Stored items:

^^^^

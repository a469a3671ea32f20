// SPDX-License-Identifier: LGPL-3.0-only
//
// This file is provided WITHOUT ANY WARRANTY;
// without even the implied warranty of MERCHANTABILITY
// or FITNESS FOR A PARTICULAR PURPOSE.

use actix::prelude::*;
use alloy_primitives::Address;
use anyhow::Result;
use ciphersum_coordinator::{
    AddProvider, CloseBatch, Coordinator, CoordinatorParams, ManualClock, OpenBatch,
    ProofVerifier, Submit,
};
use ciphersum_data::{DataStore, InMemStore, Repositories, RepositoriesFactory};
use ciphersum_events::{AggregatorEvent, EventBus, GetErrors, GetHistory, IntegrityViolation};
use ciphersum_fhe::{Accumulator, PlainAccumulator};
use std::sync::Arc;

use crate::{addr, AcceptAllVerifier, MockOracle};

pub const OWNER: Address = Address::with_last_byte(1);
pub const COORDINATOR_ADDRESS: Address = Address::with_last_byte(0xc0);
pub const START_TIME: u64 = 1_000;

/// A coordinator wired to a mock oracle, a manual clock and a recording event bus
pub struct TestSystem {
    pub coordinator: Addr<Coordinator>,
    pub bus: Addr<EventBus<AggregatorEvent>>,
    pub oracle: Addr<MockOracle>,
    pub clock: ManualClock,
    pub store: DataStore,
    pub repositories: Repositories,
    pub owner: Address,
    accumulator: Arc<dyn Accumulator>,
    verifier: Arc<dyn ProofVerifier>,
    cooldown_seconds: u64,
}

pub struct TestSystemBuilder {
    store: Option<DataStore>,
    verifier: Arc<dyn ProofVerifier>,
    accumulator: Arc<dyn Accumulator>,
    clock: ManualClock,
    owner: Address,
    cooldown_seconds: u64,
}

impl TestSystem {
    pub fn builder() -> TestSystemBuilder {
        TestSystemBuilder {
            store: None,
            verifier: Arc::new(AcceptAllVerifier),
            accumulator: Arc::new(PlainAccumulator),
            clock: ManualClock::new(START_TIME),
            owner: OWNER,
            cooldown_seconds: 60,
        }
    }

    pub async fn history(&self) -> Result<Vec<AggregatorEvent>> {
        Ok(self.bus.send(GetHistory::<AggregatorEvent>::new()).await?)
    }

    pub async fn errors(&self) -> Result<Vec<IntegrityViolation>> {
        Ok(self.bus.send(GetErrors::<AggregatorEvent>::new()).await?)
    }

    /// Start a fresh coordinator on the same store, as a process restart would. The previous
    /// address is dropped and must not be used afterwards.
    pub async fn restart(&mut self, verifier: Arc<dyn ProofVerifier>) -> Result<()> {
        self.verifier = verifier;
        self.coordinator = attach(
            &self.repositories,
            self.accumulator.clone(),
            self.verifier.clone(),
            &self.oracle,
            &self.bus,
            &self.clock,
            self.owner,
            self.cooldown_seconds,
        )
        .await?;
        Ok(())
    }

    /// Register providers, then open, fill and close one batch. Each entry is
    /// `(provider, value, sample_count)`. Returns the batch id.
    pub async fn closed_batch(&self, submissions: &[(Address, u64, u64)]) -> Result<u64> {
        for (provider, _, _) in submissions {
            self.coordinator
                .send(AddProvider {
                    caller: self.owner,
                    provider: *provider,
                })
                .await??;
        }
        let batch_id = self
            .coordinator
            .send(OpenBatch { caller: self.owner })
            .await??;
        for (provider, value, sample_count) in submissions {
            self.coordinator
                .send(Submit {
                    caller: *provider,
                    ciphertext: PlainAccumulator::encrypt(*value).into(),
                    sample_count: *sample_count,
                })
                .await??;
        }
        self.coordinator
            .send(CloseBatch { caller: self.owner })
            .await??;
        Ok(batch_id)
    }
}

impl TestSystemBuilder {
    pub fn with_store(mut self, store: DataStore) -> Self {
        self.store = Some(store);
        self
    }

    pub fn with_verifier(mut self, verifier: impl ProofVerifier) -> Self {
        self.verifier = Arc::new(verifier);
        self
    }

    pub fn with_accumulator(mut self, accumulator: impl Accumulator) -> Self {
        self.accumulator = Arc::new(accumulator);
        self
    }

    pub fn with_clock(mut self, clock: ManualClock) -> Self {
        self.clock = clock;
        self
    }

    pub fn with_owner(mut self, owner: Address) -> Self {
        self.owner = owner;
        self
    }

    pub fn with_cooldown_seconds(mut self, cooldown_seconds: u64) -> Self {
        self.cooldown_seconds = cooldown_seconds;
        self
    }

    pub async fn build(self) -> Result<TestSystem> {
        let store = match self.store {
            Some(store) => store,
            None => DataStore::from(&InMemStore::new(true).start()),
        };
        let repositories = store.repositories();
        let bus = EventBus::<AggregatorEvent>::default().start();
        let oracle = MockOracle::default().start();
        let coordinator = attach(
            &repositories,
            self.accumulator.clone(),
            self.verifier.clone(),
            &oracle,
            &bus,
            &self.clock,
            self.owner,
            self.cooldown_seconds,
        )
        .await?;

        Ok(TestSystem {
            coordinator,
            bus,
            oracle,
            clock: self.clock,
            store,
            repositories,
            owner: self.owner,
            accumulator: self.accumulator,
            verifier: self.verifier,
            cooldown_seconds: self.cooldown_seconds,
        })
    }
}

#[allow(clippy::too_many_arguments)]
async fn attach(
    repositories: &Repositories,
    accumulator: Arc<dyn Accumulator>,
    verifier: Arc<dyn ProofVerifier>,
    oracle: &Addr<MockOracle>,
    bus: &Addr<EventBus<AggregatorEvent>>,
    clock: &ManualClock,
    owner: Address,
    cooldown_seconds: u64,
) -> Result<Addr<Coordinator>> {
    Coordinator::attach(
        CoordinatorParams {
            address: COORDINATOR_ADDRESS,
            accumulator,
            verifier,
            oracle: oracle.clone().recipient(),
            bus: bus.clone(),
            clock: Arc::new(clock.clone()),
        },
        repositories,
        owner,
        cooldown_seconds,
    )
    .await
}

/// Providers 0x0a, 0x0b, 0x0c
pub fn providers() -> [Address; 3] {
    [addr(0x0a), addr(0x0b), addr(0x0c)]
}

^^^^

Return the data from the top line through the bottom line exactly.

- **Output for this exercise**:
repository a469a3671ea32f20
// SPDX-License-Identifier: LGPL-3.0-only
//
// This file is provided WITHOUT ANY WARRANTY;
// without even the implied warranty of MERCHANTABILITY
// or FITNESS FOR A PARTICULAR PURPOSE.

use actix::prelude::*;
use alloy_primitives::Address;
use anyhow::Result;
use ciphersum_coordinator::{
    AddProvider, CloseBatch, Coordinator, CoordinatorParams, ManualClock, OpenBatch,
    ProofVerifier, Submit,
};
use ciphersum_data::{DataStore, InMemStore, Repositories, RepositoriesFactory};
use ciphersum_events::{AggregatorEvent, EventBus, GetErrors, GetHistory, IntegrityViolation};
use ciphersum_fhe::{Accumulator, PlainAccumulator};
use std::sync::Arc;

use crate::{addr, AcceptAllVerifier, MockOracle};

pub const OWNER: Address = Address::with_last_byte(1);
pub const COORDINATOR_ADDRESS: Address = Address::with_last_byte(0xc0);
pub const START_TIME: u64 = 1_000;

/// A coordinator wired to a mock oracle, a manual clock and a recording event bus
pub struct TestSystem {
    pub coordinator: Addr<Coordinator>,
    pub bus: Addr<EventBus<AggregatorEvent>>,
    pub oracle: Addr<MockOracle>,
    pub clock: ManualClock,
    pub store: DataStore,
    pub repositories: Repositories,
    pub owner: Address,
    accumulator: Arc<dyn Accumulator>,
    verifier: Arc<dyn ProofVerifier>,
    cooldown_seconds: u64,
}

pub struct TestSystemBuilder {
    store: Option<DataStore>,
    verifier: Arc<dyn ProofVerifier>,
    accumulator: Arc<dyn Accumulator>,
    clock: ManualClock,
    owner: Address,
    cooldown_seconds: u64,
}

impl TestSystem {
    pub fn builder() -> TestSystemBuilder {
        TestSystemBuilder {
            store: None,
            verifier: Arc::new(AcceptAllVerifier),
            accumulator: Arc::new(PlainAccumulator),
            clock: ManualClock::new(START_TIME),
            owner: OWNER,
            cooldown_seconds: 60,
        }
    }

    pub async fn history(&self) -> Result<Vec<AggregatorEvent>> {
        Ok(self.bus.send(GetHistory::<AggregatorEvent>::new()).await?)
    }

    pub async fn errors(&self) -> Result<Vec<IntegrityViolation>> {
        Ok(self.bus.send(GetErrors::<AggregatorEvent>::new()).await?)
    }

    /// Start a fresh coordinator on the same store, as a process restart would. The previous
    /// address is dropped and must not be used afterwards.
    pub async fn restart(&mut self, verifier: Arc<dyn ProofVerifier>) -> Result<()> {
        self.verifier = verifier;
        self.coordinator = attach(
            &self.repositories,
            self.accumulator.clone(),
            self.verifier.clone(),
            &self.oracle,
            &self.bus,
            &self.clock,
            self.owner,
            self.cooldown_seconds,
        )
        .await?;
        Ok(())
    }

    /// Register providers, then open, fill and close one batch. Each entry is
    /// `(provider, value, sample_count)`. Returns the batch id.
    pub async fn closed_batch(&self, submissions: &[(Address, u64, u64)]) -> Result<u64> {
        for (provider, _, _) in submissions {
            self.coordinator
                .send(AddProvider {
                    caller: self.owner,
                    provider: *provider,
                })
                .await??;
        }
        let batch_id = self
            .coordinator
            .send(OpenBatch { caller: self.owner })
            .await??;
        for (provider, value, sample_count) in submissions {
            self.coordinator
                .send(Submit {
                    caller: *provider,
                    ciphertext: PlainAccumulator::encrypt(*value).into(),
                    sample_count: *sample_count,
                })
                .await??;
        }
        self.coordinator
            .send(CloseBatch { caller: self.owner })
            .await??;
        Ok(batch_id)
    }
}

impl TestSystemBuilder {
    pub fn with_store(mut self, store: DataStore) -> Self {
        self.store = Some(store);
        self
    }

    pub fn with_verifier(mut self, verifier: impl ProofVerifier) -> Self {
        self.verifier = Arc::new(verifier);
        self
    }

    pub fn with_accumulator(mut self, accumulator: impl Accumulator) -> Self {
        self.accumulator = Arc::new(accumulator);
        self
    }

    pub fn with_clock(mut self, clock: ManualClock) -> Self {
        self.clock = clock;
        self
    }

    pub fn with_owner(mut self, owner: Address) -> Self {
        self.owner = owner;
        self
    }

    pub fn with_cooldown_seconds(mut self, cooldown_seconds: u64) -> Self {
        self.cooldown_seconds = cooldown_seconds;
        self
    }

    pub async fn build(self) -> Result<TestSystem> {
        let store = match self.store {
            Some(store) => store,
            None => DataStore::from(&InMemStore::new(true).start()),
        };
        let repositories = store.repositories();
        let bus = EventBus::<AggregatorEvent>::default().start();
        let oracle = MockOracle::default().start();
        let coordinator = attach(
            &repositories,
            self.accumulator.clone(),
            self.verifier.clone(),
            &oracle,
            &bus,
            &self.clock,
            self.owner,
            self.cooldown_seconds,
        )
        .await?;

        Ok(TestSystem {
            coordinator,
            bus,
            oracle,
            clock: self.clock,
            store,
            repositories,
            owner: self.owner,
            accumulator: self.accumulator,
            verifier: self.verifier,
            cooldown_seconds: self.cooldown_seconds,
        })
    }
}

#[allow(clippy::too_many_arguments)]
async fn attach(
    repositories: &Repositories,
    accumulator: Arc<dyn Accumulator>,
    verifier: Arc<dyn ProofVerifier>,
    oracle: &Addr<MockOracle>,
    bus: &Addr<EventBus<AggregatorEvent>>,
    clock: &ManualClock,
    owner: Address,
    cooldown_seconds: u64,
) -> Result<Addr<Coordinator>> {
    Coordinator::attach(
        CoordinatorParams {
            address: COORDINATOR_ADDRESS,
            accumulator,
            verifier,
            oracle: oracle.clone().recipient(),
            bus: bus.clone(),
            clock: Arc::new(clock.clone()),
        },
        repositories,
        owner,
        cooldown_seconds,
    )
    .await
}

/// Providers 0x0a, 0x0b, 0x0c
pub fn providers() -> [Address; 3] {
    [addr(0x0a), addr(0x0b), addr(0x0c)]
}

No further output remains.